If the doctrine of substantive due process goes away, those “democratic” state governments so beloved by Tucker Carlson will have the right to prohibit same-sex or interracial marriage, re-criminalize sodomy, and ban the sale and use of birth control…All of those rights and others are in the cross-hairs so long as Republicans can keep their stranglehold on American government via gerrymandering, the Electoral College and other mechanisms (mechanisms that are all, ironically, exceedingly anti-democratic).
The decision overturning Roe was deeply dishonest, especially in its discussion about whether a particular right was historically recognized, but Alito’s distorted history is ultimately irrelevant– a red herring. In order to find that the government has a right to control the reproductive decisions of individual women, the Court had to fatally undermine the doctrine of substantive due process. And when that doctrine is no longer viable, all other personal rights are vulnerable.
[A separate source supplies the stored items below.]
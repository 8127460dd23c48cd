//! VSTS Authentication
//!
//! VSTS accepts HTTP basic authentication with the account name as the user
//! and a personal access token as the password.

use std::fmt;

/// Account and token used for every request
#[derive(Clone, PartialEq, Eq)]
pub struct Credential {
    account: String,
    token: String,
}

impl Credential {
    pub fn new(account: impl Into<String>, token: impl Into<String>) -> Self {
        Self {
            account: account.into(),
            token: token.into(),
        }
    }

    pub fn account(&self) -> &str {
        &self.account
    }

    pub fn token(&self) -> &str {
        &self.token
    }

    /// Default base URL for this account
    pub fn base_url(&self) -> String {
        format!("https://{}.visualstudio.com/", self.account)
    }
}

// Security: keep the token out of debug logs
impl fmt::Debug for Credential {
    fn fmt(&self, f: &mut fmt::Formatter<'_>) -> fmt::Result {
        f.debug_struct("Credential")
            .field("account", &self.account)
            .field("token", &"***")
            .finish()
    }
}
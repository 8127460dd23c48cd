use anyhow::{Context, Result};
use clap::{Parser, Subcommand, ValueEnum};
use serde::Deserialize;
use std::path::{Path, PathBuf};
use std::str::FromStr;
use tracing::Level;
use tracing_subscriber::fmt::writer::MakeWriterExt;
use tracing_subscriber::EnvFilter;
use vsts_reconcile::config::Config;
use vsts_reconcile::resource::{Changes, Controller, Record, Refresh, Resource, SettleStrategy};
use vsts_reconcile::vsts::endpoints::{ServiceEndpoint, ServiceEndpointSpec};
use vsts_reconcile::vsts::http::Transport;
use vsts_reconcile::vsts::projects::{Project, ProjectSpec};
use vsts_reconcile::vsts::repositories::{Repository, RepositorySpec};

/// Reconcile VSTS projects, repositories and service endpoints
#[derive(Parser, Debug)]
#[command(name = "vsts-reconcile", version, about, long_about = None)]
struct Args {
    /// VSTS account name
    #[arg(long, env = "VSTS_ACCOUNT")]
    account: Option<String>,

    /// Personal access token
    #[arg(long, env = "VSTS_TOKEN", hide_env_values = true)]
    token: Option<String>,

    /// Base URL override (defaults to https://{account}.visualstudio.com/)
    #[arg(long)]
    base_url: Option<String>,

    /// Log level for debugging
    #[arg(long, value_enum, default_value = "off")]
    log_level: LogLevel,

    #[command(subcommand)]
    command: Command,
}

#[derive(Subcommand, Debug)]
enum Command {
    /// Create the resource described by a manifest and bind its id
    Create { manifest: PathBuf },
    /// Refresh an existing resource by id
    Read {
        manifest: PathBuf,
        #[arg(long)]
        id: String,
    },
    /// Push changed fields of a manifest to an existing resource
    Update {
        manifest: PathBuf,
        #[arg(long)]
        id: String,
        /// Changed fields, e.g. `--changed name`
        #[arg(long, value_delimiter = ',', required = true)]
        changed: Vec<String>,
    },
    /// Delete an existing resource by id
    Delete {
        manifest: PathBuf,
        #[arg(long)]
        id: String,
    },
    /// Bind an existing remote resource by id
    Import {
        manifest: PathBuf,
        #[arg(long)]
        id: String,
    },
}

impl Command {
    fn manifest(&self) -> &Path {
        match self {
            Command::Create { manifest }
            | Command::Read { manifest, .. }
            | Command::Update { manifest, .. }
            | Command::Delete { manifest, .. }
            | Command::Import { manifest, .. } => manifest,
        }
    }
}

/// Desired state file, tagged by resource kind
#[derive(Debug, Deserialize)]
#[serde(tag = "kind", rename_all = "snake_case")]
enum Manifest {
    Project(ProjectSpec),
    Repository(RepositorySpec),
    ServiceEndpoint(ServiceEndpointSpec),
}

impl Manifest {
    fn load(path: &Path) -> Result<Self> {
        let content = std::fs::read_to_string(path)
            .with_context(|| format!("Failed to read manifest {}", path.display()))?;
        serde_yaml::from_str(&content)
            .with_context(|| format!("Failed to parse manifest {}", path.display()))
    }
}

#[derive(Debug, Clone, Copy, ValueEnum)]
enum LogLevel {
    Off,
    Error,
    Warn,
    Info,
    Debug,
    Trace,
}

impl LogLevel {
    fn to_tracing_level(self) -> Option<Level> {
        match self {
            LogLevel::Off => None,
            LogLevel::Error => Some(Level::ERROR),
            LogLevel::Warn => Some(Level::WARN),
            LogLevel::Info => Some(Level::INFO),
            LogLevel::Debug => Some(Level::DEBUG),
            LogLevel::Trace => Some(Level::TRACE),
        }
    }
}

fn setup_logging(level: LogLevel) -> Result<Option<tracing_appender::non_blocking::WorkerGuard>> {
    let Some(tracing_level) = level.to_tracing_level() else {
        return Ok(None);
    };

    let log_path = get_log_path();

    if let Some(parent) = log_path.parent() {
        let _ = std::fs::create_dir_all(parent);
    }

    let file = std::fs::OpenOptions::new()
        .create(true)
        .append(true)
        .open(&log_path)
        .with_context(|| format!("Failed to open log file {}", log_path.display()))?;

    let (non_blocking, guard) = tracing_appender::non_blocking(file);

    tracing_subscriber::fmt()
        .with_env_filter(EnvFilter::new(format!("vsts_reconcile={}", tracing_level.as_str().to_lowercase())))
        .with_writer(non_blocking.with_max_level(tracing_level))
        .with_ansi(false)
        .with_target(true)
        .with_thread_ids(false)
        .with_file(true)
        .with_line_number(true)
        .init();

    tracing::info!("vsts-reconcile started with log level: {:?}", level);
    tracing::info!("Log file: {:?}", log_path);

    Ok(Some(guard))
}

fn get_log_path() -> PathBuf {
    if let Some(config_dir) = dirs::config_dir() {
        return config_dir.join("vsts-reconcile").join("vsts-reconcile.log");
    }
    if let Some(home) = dirs::home_dir() {
        return home.join(".vsts-reconcile").join("vsts-reconcile.log");
    }
    PathBuf::from("vsts-reconcile.log")
}

#[tokio::main]
async fn main() -> Result<()> {
    let args = Args::parse();

    let _log_guard = setup_logging(args.log_level)?;

    // CLI > env > config file
    let mut config = Config::load()?;
    if let Some(account) = args.account.clone() {
        config.account = Some(account);
    }
    if let Some(token) = args.token.clone() {
        config.token = Some(token);
    }
    if let Some(base_url) = args.base_url.clone() {
        config.base_url = Some(base_url);
    }

    let credential = config.credential()?;
    let base_url = config.effective_base_url(&credential);
    let transport = Transport::with_base_url(credential, &base_url)
        .context("Failed to create HTTP client")?;
    let settle = config.settle_strategy();

    tracing::info!("Using account: {}", transport.account());

    match Manifest::load(args.command.manifest())? {
        Manifest::Project(spec) => run::<Project>(&transport, settle, spec, &args.command).await,
        Manifest::Repository(spec) => {
            run::<Repository>(&transport, settle, spec, &args.command).await
        }
        Manifest::ServiceEndpoint(spec) => {
            run::<ServiceEndpoint>(&transport, settle, spec, &args.command).await
        }
    }
}

async fn run<R>(
    transport: &Transport,
    settle: SettleStrategy,
    spec: R::Spec,
    command: &Command,
) -> Result<()>
where
    R: Resource,
    R::Field: FromStr<Err = String>,
{
    let controller = Controller::<R>::new(transport).with_settle(settle);

    let record = match command {
        Command::Create { .. } => {
            let mut record = Record::new(spec);
            controller.create(&mut record).await?;
            record
        }
        Command::Read { id, .. } => {
            let mut record = Record::bound(spec, id.as_str())?;
            if controller.read(&mut record).await? == Refresh::Gone {
                eprintln!("{} {} no longer exists", R::KIND, id);
            }
            record
        }
        Command::Update { id, changed, .. } => {
            let fields = changed
                .iter()
                .map(|field| field.parse::<R::Field>())
                .collect::<Result<Vec<_>, String>>()
                .map_err(anyhow::Error::msg)?;
            let mut changes = Changes::new(fields);
            let mut record = Record::bound(spec.clone(), id.as_str())?;
            controller.update(&mut record, spec, &mut changes).await?;
            record
        }
        Command::Delete { id, .. } => {
            let mut record = Record::bound(spec, id.as_str())?;
            controller.delete(&mut record).await?;
            record
        }
        Command::Import { id, .. } => {
            let mut record = Record::new(spec);
            controller.import(&mut record, id).await?;
            record
        }
    };

    let outcome = serde_json::json!({
        "id": record.id(),
        "state": record.state(),
        "observed": record.observed(),
    });
    println!("{}", serde_json::to_string_pretty(&outcome)?);

    Ok(())
}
Clarence Thomas may have been the only Justice willing to admit to the obvious agenda of this rogue Court, but it is abundantly clear that the other four members of the religious tribunal that now controls the Court share that agenda.
Debates about abortion have always been both superficial and dishonest. “Pro life” has always been a misnomer, since anti-choice policy is blatantly indifferent to the lives of women (and to the lives and welfare of fetuses once they become children). But there needs to be far more recognition that this decision isn’t simply an endorsement of the right of state governments\ to make very bad policy decisions–it is an endorsement of autocracy, of the right of government to invade the most personal precincts of citizens’ lives, and to impose the religious views of those in power on those of us without.
Giving legislators the right to make my most intimate decisions isn’t the Founders’ view of “democracy”– and it sure as hell isn’t mine.